**What you have to do**: Each line of the entries, from the first to the line containing "If you share", is to be transcribed exactly as it stands; include no other lines.

**Task data**:
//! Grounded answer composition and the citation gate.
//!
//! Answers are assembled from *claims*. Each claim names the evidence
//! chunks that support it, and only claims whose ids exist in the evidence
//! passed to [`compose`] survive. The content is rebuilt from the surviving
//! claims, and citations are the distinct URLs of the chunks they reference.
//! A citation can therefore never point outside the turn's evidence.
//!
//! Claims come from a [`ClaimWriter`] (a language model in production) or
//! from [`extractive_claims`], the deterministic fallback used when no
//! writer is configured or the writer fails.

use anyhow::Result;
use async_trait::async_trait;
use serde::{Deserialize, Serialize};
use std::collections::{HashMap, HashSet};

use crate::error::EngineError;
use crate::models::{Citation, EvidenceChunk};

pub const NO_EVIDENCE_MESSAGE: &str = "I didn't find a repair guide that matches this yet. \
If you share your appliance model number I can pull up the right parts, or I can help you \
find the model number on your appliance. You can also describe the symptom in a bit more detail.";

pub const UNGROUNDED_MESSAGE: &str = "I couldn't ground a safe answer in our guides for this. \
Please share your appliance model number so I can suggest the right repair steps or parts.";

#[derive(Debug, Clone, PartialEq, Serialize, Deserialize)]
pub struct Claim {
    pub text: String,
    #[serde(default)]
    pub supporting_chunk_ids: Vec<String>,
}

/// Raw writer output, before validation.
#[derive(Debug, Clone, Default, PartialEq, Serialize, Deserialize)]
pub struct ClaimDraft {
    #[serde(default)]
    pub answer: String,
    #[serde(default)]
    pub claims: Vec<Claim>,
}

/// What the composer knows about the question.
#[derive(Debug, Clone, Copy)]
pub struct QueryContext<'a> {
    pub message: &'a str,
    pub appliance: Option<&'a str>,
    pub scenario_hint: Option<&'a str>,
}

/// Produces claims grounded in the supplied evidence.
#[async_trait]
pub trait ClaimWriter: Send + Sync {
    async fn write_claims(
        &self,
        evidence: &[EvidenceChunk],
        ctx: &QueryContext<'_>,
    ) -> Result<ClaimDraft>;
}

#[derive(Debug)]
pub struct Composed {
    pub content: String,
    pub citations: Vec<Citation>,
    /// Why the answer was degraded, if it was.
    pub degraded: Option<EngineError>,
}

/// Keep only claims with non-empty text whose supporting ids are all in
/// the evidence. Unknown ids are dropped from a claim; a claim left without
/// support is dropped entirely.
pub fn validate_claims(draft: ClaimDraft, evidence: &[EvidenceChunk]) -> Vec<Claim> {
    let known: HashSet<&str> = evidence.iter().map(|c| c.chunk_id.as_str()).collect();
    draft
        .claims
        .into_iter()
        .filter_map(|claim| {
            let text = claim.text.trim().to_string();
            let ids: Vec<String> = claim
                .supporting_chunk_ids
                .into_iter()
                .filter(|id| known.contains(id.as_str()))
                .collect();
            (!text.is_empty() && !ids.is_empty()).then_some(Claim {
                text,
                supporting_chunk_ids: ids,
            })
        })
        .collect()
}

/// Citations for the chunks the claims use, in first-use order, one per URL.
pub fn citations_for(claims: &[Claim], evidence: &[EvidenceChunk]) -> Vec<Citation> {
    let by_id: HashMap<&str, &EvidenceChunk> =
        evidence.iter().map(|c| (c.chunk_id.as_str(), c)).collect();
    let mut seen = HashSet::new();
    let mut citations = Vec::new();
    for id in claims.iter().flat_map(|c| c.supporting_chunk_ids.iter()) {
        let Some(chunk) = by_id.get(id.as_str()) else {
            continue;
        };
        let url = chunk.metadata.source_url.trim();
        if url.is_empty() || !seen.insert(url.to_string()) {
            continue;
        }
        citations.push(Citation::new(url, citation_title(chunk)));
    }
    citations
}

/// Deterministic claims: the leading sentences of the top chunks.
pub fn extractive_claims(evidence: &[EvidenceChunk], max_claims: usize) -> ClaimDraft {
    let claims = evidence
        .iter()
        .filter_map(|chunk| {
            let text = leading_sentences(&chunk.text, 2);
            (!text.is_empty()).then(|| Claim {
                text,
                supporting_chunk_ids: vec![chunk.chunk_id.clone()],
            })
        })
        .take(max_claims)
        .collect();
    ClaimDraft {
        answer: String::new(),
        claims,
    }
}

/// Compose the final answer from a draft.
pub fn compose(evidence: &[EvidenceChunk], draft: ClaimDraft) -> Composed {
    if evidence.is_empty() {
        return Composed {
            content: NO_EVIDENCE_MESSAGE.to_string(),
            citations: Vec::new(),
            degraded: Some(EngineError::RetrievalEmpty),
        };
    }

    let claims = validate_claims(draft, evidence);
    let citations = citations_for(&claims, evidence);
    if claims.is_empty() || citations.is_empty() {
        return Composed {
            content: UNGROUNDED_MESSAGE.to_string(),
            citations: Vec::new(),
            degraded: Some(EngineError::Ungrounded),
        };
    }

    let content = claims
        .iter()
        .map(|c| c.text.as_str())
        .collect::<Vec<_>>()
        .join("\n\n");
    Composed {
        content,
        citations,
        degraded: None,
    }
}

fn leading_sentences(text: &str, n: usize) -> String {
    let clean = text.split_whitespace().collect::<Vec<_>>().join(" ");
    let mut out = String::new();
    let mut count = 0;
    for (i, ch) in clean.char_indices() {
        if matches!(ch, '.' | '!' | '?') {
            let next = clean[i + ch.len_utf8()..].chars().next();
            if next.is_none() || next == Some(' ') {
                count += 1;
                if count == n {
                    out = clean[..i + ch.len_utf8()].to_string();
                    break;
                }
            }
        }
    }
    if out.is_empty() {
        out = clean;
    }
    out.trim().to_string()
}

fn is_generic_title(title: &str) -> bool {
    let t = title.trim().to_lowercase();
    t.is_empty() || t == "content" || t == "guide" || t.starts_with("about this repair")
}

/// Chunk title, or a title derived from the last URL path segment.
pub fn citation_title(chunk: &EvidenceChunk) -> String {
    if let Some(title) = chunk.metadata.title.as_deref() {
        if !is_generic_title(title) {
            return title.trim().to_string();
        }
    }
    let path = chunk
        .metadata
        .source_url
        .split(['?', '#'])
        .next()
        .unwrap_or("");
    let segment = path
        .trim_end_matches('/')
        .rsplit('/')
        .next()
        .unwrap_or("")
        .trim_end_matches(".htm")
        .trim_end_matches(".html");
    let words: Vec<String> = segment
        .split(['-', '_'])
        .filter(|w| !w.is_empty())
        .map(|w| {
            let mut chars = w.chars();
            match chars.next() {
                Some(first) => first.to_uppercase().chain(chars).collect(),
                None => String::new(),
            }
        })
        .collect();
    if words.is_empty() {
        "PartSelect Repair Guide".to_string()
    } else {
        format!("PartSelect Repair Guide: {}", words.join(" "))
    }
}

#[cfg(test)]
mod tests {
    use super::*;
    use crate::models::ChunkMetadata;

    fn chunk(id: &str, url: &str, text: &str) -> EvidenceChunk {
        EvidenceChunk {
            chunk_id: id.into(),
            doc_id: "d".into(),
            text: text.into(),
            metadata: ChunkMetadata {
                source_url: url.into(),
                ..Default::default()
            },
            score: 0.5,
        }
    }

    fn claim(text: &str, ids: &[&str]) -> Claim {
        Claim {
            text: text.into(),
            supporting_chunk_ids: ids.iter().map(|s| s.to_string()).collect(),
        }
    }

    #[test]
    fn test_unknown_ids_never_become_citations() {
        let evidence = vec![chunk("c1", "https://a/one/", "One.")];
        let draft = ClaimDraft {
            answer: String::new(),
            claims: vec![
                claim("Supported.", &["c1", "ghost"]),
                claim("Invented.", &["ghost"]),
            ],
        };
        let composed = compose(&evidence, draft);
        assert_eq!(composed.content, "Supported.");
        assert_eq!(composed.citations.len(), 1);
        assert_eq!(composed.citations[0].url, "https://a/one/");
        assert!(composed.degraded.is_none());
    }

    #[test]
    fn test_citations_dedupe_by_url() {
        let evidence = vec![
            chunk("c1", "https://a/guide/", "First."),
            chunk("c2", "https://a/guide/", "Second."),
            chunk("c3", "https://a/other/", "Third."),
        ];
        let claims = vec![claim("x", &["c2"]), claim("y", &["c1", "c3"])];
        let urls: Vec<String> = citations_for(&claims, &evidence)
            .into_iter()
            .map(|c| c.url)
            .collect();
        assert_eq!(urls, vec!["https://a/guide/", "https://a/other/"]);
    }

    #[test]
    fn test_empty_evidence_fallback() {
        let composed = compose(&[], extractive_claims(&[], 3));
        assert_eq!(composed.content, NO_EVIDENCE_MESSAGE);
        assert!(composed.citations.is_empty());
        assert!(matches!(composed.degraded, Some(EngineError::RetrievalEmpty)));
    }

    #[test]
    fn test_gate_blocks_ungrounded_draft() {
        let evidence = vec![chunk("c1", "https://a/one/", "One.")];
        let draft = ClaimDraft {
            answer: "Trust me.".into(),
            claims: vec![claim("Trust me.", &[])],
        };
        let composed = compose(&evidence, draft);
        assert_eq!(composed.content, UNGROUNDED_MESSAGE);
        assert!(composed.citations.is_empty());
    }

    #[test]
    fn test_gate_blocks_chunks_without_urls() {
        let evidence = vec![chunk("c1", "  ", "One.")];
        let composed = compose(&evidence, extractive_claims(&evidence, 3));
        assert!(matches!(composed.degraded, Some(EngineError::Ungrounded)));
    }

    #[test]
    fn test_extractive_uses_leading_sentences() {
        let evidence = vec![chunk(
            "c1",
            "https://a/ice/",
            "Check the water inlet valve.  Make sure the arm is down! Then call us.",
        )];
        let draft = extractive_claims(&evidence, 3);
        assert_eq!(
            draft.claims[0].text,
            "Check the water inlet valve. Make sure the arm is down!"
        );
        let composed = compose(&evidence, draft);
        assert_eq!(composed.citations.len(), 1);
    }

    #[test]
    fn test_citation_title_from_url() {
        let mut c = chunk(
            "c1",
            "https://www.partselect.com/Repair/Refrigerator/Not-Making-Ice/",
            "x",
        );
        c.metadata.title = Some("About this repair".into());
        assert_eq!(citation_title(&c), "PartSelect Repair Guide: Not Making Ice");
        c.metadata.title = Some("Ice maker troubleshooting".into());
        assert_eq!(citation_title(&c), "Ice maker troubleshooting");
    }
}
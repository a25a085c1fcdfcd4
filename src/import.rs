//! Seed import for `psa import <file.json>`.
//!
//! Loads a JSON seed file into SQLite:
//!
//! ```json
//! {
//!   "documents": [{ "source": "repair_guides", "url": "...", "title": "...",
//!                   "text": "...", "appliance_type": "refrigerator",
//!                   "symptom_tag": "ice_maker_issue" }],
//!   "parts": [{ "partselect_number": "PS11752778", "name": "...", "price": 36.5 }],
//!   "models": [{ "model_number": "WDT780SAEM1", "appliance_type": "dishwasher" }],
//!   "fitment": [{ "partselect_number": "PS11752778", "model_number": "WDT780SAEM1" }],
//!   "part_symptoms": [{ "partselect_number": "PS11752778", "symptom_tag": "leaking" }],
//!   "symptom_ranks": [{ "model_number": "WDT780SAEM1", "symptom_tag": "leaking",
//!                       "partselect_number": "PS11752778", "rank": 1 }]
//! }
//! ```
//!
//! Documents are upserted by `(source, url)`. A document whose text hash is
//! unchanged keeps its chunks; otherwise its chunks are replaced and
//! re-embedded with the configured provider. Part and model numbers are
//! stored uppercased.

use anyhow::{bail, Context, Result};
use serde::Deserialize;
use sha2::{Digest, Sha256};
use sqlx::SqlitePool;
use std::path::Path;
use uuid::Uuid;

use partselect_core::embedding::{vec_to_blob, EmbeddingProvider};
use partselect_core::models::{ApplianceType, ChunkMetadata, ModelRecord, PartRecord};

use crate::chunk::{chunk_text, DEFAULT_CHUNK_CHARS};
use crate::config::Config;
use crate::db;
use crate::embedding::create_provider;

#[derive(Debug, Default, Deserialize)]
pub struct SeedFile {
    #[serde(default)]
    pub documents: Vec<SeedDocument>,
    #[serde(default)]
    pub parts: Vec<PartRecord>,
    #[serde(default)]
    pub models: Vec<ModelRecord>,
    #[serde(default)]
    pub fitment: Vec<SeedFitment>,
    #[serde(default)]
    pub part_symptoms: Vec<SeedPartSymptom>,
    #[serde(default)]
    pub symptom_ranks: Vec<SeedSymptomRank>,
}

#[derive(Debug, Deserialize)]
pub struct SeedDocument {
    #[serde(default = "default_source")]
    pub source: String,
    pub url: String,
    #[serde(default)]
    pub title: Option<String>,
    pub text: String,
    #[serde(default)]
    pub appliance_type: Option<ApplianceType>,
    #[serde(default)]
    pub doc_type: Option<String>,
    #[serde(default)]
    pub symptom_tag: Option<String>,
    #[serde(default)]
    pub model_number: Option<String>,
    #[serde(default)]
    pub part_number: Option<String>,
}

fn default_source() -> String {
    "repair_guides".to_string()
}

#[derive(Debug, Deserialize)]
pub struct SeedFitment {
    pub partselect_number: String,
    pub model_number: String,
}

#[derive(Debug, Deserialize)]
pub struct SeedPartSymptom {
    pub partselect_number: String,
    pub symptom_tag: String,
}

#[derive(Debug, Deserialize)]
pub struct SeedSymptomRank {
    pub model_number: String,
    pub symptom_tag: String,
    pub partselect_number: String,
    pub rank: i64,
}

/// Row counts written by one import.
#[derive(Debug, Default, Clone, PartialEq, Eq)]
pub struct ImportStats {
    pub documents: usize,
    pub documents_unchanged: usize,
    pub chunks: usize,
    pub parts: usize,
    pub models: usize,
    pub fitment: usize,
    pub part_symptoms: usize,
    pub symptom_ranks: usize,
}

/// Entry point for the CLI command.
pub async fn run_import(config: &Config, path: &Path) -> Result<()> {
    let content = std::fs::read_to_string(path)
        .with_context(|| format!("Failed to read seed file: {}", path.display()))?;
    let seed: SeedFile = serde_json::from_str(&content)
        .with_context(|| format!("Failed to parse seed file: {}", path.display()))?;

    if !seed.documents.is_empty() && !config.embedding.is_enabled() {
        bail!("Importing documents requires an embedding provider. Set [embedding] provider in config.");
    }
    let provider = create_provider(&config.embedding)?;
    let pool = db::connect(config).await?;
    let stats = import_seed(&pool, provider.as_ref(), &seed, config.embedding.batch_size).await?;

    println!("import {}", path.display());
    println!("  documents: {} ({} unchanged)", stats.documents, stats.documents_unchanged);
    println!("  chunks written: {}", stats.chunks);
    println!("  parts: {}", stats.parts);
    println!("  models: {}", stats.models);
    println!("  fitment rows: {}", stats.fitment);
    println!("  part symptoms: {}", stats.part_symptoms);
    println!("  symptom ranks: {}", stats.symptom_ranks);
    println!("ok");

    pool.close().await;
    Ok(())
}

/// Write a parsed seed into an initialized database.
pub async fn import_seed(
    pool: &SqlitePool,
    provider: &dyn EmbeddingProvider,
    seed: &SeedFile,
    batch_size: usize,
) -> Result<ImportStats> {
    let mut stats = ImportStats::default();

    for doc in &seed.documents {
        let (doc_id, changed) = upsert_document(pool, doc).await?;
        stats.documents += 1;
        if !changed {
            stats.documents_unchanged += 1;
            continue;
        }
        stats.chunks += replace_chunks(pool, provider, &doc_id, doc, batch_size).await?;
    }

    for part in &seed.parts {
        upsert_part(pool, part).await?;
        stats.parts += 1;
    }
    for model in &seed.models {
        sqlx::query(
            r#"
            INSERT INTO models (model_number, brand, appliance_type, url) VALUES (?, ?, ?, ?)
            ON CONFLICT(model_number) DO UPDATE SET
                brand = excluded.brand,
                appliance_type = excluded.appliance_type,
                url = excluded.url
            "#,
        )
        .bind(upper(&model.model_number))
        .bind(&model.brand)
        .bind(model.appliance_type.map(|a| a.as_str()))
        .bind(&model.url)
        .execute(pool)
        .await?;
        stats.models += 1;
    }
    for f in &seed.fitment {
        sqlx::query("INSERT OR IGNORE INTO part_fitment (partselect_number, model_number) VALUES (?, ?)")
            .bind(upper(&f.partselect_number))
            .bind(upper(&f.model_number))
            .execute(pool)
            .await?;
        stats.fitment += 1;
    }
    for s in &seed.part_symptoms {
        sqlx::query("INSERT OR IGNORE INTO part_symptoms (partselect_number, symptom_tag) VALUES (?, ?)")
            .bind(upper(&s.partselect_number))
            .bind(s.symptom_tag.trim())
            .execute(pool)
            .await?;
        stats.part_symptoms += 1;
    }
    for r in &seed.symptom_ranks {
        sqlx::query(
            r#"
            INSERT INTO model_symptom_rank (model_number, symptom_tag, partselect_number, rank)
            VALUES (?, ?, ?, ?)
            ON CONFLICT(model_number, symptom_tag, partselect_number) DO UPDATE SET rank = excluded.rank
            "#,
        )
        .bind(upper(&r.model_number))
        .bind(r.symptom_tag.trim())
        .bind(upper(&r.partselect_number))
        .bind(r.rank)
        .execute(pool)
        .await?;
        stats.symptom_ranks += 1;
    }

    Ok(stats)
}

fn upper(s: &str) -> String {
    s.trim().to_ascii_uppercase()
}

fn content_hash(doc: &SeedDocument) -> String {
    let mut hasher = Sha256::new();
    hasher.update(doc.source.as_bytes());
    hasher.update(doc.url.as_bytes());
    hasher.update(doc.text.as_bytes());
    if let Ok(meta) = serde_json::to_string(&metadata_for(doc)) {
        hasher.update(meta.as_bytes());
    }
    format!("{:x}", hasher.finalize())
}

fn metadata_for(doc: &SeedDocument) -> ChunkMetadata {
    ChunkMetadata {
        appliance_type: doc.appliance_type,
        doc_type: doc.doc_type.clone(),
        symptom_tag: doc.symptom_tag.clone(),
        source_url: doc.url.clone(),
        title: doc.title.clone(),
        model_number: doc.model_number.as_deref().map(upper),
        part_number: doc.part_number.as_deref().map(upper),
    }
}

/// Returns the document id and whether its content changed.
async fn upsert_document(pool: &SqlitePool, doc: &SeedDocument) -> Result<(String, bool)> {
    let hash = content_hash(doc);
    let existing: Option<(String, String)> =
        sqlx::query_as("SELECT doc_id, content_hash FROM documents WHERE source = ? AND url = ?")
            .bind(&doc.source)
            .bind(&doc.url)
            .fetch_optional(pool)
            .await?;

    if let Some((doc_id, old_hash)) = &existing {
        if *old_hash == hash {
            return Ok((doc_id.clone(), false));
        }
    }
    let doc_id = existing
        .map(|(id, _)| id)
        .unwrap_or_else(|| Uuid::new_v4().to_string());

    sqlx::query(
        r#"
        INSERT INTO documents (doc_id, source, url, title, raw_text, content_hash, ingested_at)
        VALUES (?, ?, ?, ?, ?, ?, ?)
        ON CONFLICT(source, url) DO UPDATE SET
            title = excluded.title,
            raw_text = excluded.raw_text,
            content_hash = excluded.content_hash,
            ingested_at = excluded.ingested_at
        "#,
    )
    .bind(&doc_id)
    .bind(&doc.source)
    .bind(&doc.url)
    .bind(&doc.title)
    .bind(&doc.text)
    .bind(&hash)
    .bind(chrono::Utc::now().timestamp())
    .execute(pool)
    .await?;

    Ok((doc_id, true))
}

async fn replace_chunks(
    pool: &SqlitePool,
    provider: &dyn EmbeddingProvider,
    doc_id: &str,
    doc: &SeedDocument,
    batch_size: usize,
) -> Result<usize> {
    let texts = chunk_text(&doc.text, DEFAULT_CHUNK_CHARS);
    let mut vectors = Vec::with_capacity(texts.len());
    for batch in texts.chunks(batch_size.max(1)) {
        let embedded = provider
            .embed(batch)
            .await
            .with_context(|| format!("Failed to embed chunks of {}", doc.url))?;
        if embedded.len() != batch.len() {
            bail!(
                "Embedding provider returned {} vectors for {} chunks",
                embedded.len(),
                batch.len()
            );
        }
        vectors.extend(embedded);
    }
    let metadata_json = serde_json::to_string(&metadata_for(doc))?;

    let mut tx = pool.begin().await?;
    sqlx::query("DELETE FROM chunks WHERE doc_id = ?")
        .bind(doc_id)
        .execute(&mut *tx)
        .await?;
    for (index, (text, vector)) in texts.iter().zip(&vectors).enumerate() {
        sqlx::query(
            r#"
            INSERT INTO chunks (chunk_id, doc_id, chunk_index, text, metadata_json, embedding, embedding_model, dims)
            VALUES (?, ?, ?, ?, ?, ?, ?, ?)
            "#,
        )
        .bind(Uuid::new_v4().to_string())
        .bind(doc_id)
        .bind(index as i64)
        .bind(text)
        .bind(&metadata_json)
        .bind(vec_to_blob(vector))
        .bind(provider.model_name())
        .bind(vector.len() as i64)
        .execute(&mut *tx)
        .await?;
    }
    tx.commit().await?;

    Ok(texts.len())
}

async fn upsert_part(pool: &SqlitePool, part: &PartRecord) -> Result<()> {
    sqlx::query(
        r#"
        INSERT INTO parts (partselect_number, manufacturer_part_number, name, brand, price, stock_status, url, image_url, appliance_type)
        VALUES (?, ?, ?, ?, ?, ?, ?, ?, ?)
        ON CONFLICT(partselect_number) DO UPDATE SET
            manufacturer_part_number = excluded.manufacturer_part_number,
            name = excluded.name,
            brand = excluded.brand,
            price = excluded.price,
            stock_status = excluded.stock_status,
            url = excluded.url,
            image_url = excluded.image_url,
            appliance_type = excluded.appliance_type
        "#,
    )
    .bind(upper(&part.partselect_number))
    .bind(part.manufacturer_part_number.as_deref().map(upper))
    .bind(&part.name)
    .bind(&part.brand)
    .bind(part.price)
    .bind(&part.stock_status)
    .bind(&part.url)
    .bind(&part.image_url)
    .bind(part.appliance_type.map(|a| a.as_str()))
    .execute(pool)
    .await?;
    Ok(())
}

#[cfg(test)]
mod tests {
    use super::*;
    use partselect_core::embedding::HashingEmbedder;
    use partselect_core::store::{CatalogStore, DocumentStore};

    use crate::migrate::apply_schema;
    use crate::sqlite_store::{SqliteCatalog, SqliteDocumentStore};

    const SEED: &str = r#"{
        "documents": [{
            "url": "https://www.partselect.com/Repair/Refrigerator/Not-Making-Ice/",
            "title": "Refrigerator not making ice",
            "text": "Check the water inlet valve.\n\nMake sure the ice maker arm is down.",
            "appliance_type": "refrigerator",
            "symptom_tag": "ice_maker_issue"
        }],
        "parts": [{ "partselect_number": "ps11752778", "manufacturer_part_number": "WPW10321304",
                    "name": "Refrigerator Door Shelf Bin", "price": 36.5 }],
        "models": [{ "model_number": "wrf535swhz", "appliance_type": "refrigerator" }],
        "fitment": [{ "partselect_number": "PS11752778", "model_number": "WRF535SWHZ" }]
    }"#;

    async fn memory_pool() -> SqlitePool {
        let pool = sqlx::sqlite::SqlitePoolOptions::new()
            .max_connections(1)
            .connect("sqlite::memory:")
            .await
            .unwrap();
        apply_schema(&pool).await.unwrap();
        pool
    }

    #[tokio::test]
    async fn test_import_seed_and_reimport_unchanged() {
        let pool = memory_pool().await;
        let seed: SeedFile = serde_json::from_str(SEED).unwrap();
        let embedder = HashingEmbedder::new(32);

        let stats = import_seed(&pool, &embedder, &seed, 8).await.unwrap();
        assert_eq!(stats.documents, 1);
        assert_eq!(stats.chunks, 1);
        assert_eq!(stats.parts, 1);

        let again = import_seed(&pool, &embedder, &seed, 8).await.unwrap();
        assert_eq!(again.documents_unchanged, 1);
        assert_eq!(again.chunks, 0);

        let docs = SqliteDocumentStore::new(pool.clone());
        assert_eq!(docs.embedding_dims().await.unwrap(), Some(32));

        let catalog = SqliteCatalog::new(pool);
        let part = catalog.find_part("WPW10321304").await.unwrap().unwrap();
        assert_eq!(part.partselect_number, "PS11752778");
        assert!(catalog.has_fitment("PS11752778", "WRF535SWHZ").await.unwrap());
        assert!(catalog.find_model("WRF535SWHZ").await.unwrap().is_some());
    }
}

**Solved exercise**:
//! Grounded answer composition and the citation gate.
//!
//! Answers are assembled from *claims*. Each claim names the evidence
//! chunks that support it, and only claims whose ids exist in the evidence
//! passed to [`compose`] survive. The content is rebuilt from the surviving
//! claims, and citations are the distinct URLs of the chunks they reference.
//! A citation can therefore never point outside the turn's evidence.
//!
//! Claims come from a [`ClaimWriter`] (a language model in production) or
//! from [`extractive_claims`], the deterministic fallback used when no
//! writer is configured or the writer fails.

use anyhow::Result;
use async_trait::async_trait;
use serde::{Deserialize, Serialize};
use std::collections::{HashMap, HashSet};

use crate::error::EngineError;
use crate::models::{Citation, EvidenceChunk};

pub const NO_EVIDENCE_MESSAGE: &str = "I didn't find a repair guide that matches this yet. \
If you share your appliance model number I can pull up the right parts, or I can help you \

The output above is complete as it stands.